The UK's energy security must be delivered alongside achievement of legally binding targets on reducing carbon emissions and promoting renewable energy. However, as the UK transitions to a low carbon economy, and with a decline in domestic oil and gas production, the UK will become increasingly reliant on imported energy. The UK believes that natural gas will continue to play an important role in the UK energy mix for many decades to come.

Shipping

Maritime transport and shipping in particular is an international, global industry in which the UK has a prominent role. It is the UK view that regulation of the industry should, therefore, take place on a global basis and be regulated universally without prejudice and be fair to everyone. The forum in which this is and should be carried out is the the International Marine Organisation (IMO,) where the UK plays, and will continue to play, a leading role. The IMO is an effective body with a substantial record of achievement.

The UK considers the existing international regulatory bodies to be effective. The United Nations Convention on the Law of the Sea (UNCLOS) remains most important and in the fields of maritime safety and prevention of pollution respectively the International Convention for the Safety of Life at Sea (SOLAS) and the International Convention for the Prevention of Pollution from Ships (MARPOL), both of which were developed in the forum of the IMO, will continue to be authoritative. The UK does not believe that it will be necessary or appropriate to make fundamental changes to existing international regimes for regulating Arctic, or other, shipping. The Arctic is an area of increasing importance for maritime transport. One of the principal effects of climate change on the Arctic will be to make the region more accessible to shipping.

Activity: Look at the section about Polar Patrols. Make a list of the changes that increased access to the Northwest Passage and the Northern Sea Route will cause.

The UK considers that the development of the mandatory Polar Code within the IMO must produce a clear direction on the design, equipment and, where appropriate, operational methods of shipping which will transit or be employed within this fragile environment. The UK welcomes the positive steps taken by the Arctic Council regarding Arctic shipping, particularly the Council's 2011 Arctic Search and Rescue Agreement and focus on safe Arctic shipping under the Canadian Chairmanship.

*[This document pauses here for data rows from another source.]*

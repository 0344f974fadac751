//! Validation engine for step responses.

use std::fmt;
use std::sync::Arc;

use regex::Regex;
use serde::Serialize;

use super::flow::{InputKind, Locale, LocalizedText, StepDefinition};
use super::response::Response;

/// Predicate for `custom` rules. Must be pure.
pub type Predicate = Arc<dyn Fn(&Response) -> bool + Send + Sync>;

/// What a rule checks.
#[derive(Clone)]
pub enum RuleKind {
    /// Fails on an absent response (see [`Response::is_absent`]).
    Required,
    /// Text length or numeric value must be at least the threshold.
    Min(f64),
    /// Text length or numeric value must be at most the threshold.
    Max(f64),
    /// Text must match the expression.
    Pattern(Regex),
    Custom(Predicate),
}

impl RuleKind {
    pub fn name(&self) -> &'static str {
        match self {
            Self::Required => "required",
            Self::Min(_) => "min",
            Self::Max(_) => "max",
            Self::Pattern(_) => "pattern",
            Self::Custom(_) => "custom",
        }
    }
}

impl fmt::Debug for RuleKind {
    fn fmt(&self, f: &mut fmt::Formatter<'_>) -> fmt::Result {
        match self {
            Self::Required => write!(f, "Required"),
            Self::Min(n) => write!(f, "Min({n})"),
            Self::Max(n) => write!(f, "Max({n})"),
            Self::Pattern(re) => write!(f, "Pattern({})", re.as_str()),
            Self::Custom(_) => write!(f, "Custom(..)"),
        }
    }
}

/// A rule plus the message shown when it fails.
#[derive(Debug, Clone)]
pub struct ValidationRule {
    pub kind: RuleKind,
    pub message: LocalizedText,
}

impl ValidationRule {
    pub fn required(message: LocalizedText) -> Self {
        Self {
            kind: RuleKind::Required,
            message,
        }
    }

    pub fn min(threshold: f64, message: LocalizedText) -> Self {
        Self {
            kind: RuleKind::Min(threshold),
            message,
        }
    }

    pub fn max(threshold: f64, message: LocalizedText) -> Self {
        Self {
            kind: RuleKind::Max(threshold),
            message,
        }
    }

    pub fn pattern(regex: Regex, message: LocalizedText) -> Self {
        Self {
            kind: RuleKind::Pattern(regex),
            message,
        }
    }

    pub fn custom<F>(predicate: F, message: LocalizedText) -> Self
    where
        F: Fn(&Response) -> bool + Send + Sync + 'static,
    {
        Self {
            kind: RuleKind::Custom(Arc::new(predicate)),
            message,
        }
    }

    /// Whether `response` passes this rule.
    ///
    /// `min`, `max` and `pattern` only look at responses they can measure; the
    /// flow builder refuses to attach them to other input kinds, so anything
    /// else passes. An absent response passes every rule except `required`.
    pub fn passes(&self, response: &Response) -> bool {
        match &self.kind {
            RuleKind::Required => !response.is_absent(),
            _ if response.is_absent() => true,
            RuleKind::Min(min) => measure(response).is_none_or(|v| v >= *min),
            RuleKind::Max(max) => measure(response).is_none_or(|v| v <= *max),
            RuleKind::Pattern(re) => match response {
                Response::Text(s) => re.is_match(s),
                _ => true,
            },
            RuleKind::Custom(predicate) => predicate(response),
        }
    }
}

/// Text length (in characters) or numeric value.
fn measure(response: &Response) -> Option<f64> {
    match response {
        Response::Text(s) => Some(s.chars().count() as f64),
        Response::Number(n) | Response::Slider(n) => Some(*n),
        _ => None,
    }
}

/// Outcome of validating one response: the failing rules' messages in
/// declaration order.
#[derive(Debug, Clone, Default, PartialEq, Eq, Serialize)]
#[serde(transparent)]
pub struct ValidationResult {
    errors: Vec<String>,
}

impl ValidationResult {
    pub fn is_valid(&self) -> bool {
        self.errors.is_empty()
    }

    pub fn errors(&self) -> &[String] {
        &self.errors
    }

    pub fn into_errors(self) -> Vec<String> {
        self.errors
    }
}

fn kind_mismatch(locale: Locale) -> &'static str {
    match locale {
        Locale::Fr => "Type de réponse invalide pour cette question",
        Locale::En | Locale::Us => "Invalid response type for this question",
    }
}

/// Check `response` against every rule of `step`.
///
/// Pure: the same inputs always produce the same result. A step without rules
/// accepts any response. Otherwise a response of the wrong widget type fails
/// with a single message before any rule runs.
pub fn validate(step: &StepDefinition, response: &Response, locale: Locale) -> ValidationResult {
    if step.rules.is_empty() {
        return ValidationResult::default();
    }
    if let (Some(expected), Some(actual)) = (step.input, response.input_kind()) {
        let compatible = expected == actual
            || matches!(
                (expected, actual),
                (InputKind::Slider, InputKind::Number) | (InputKind::Number, InputKind::Slider)
            );
        if !compatible {
            return ValidationResult {
                errors: vec![kind_mismatch(locale).to_string()],
            };
        }
    }

    let errors = step
        .rules
        .iter()
        .filter(|rule| !rule.passes(response))
        .map(|rule| rule.message.render(locale).to_string())
        .collect();
    ValidationResult { errors }
}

The UK, through the UK Hydrographic Office (UKHO), has considerable experience and expertise in surveying in the Arctic. UKHO maintains a comprehensive portfolio of charts and publications covering the region, from Norway to the Bering Strait, and around the USA and Canada, which make a significant contribution to navigational safety in the Arctic.

Tourism

The Arctic is an increasingly popular destination for British travellers, primarily as passengers on cruise ships but also for those undertaking on-shore activities such as adventure tourism. However, the isolation of certain parts of the Arctic combined with the harsh environment and modest capacity of search and rescue infrastructure poses unique challenges to safe tourism. The challenges are likely to rise as the opportunities for Arctic tourism continue to increase.

Activity: Look at the section Postcard from the Edge to see the different kinds of tourism that take place in the Arctic

Fisheries

Commercial fishing activity in the Arctic should take place fully taking into account the possible impacts on the wider marine ecosystem. Negative impacts on other species and vulnerable marine ecosystems should be avoided. Basing fisheries on the best available science is therefore vitally important. The UK supports the work of Regional Fisheries

Management Organisations (RFMOs) in managing fish stocks and marine ecosystems, including in the waters of the Arctic. RFMOs fulfil some of the requirements of the United Nations Convention on the Law of the Sea (UNCLOS) and the United Nations Fish Stocks Agreement in bringing together interested nations to cooperate in the management of fish stocks.

Activity: Look at the fishing described in Resources from the Edge, Under the water. How might large scale commercial fishing affect the peoples who live in the Arctic?

Bioprospecting

The UK is a signatory to the Nagoya Protocol on Access and Benefit Sharing, which allows fair access to genetic resources in return for a share of the benefits for their use, potentially paving the way for exciting new medicinal and genetic innovations. The UK is in the process of putting in place measures to implement the Nagoya Protocol. These measures will seek to ensure that UK users respect any access and benefit sharing regulatory requirements of Arctic States that are Parties to the Nagoya Protocol.

Activity: Find out more about the Nagoya Protocol and the Convention on Biological Diversity.

UK commercial expertise

UK companies have substantial expertise in a broad range of sectors operating or supporting activity in the Arctic, including insurance and risk management, maritime, hydrocarbons and mineral extraction. These companies are well placed to contribute bespoke products and services to the many industries that are growing in the Arctic.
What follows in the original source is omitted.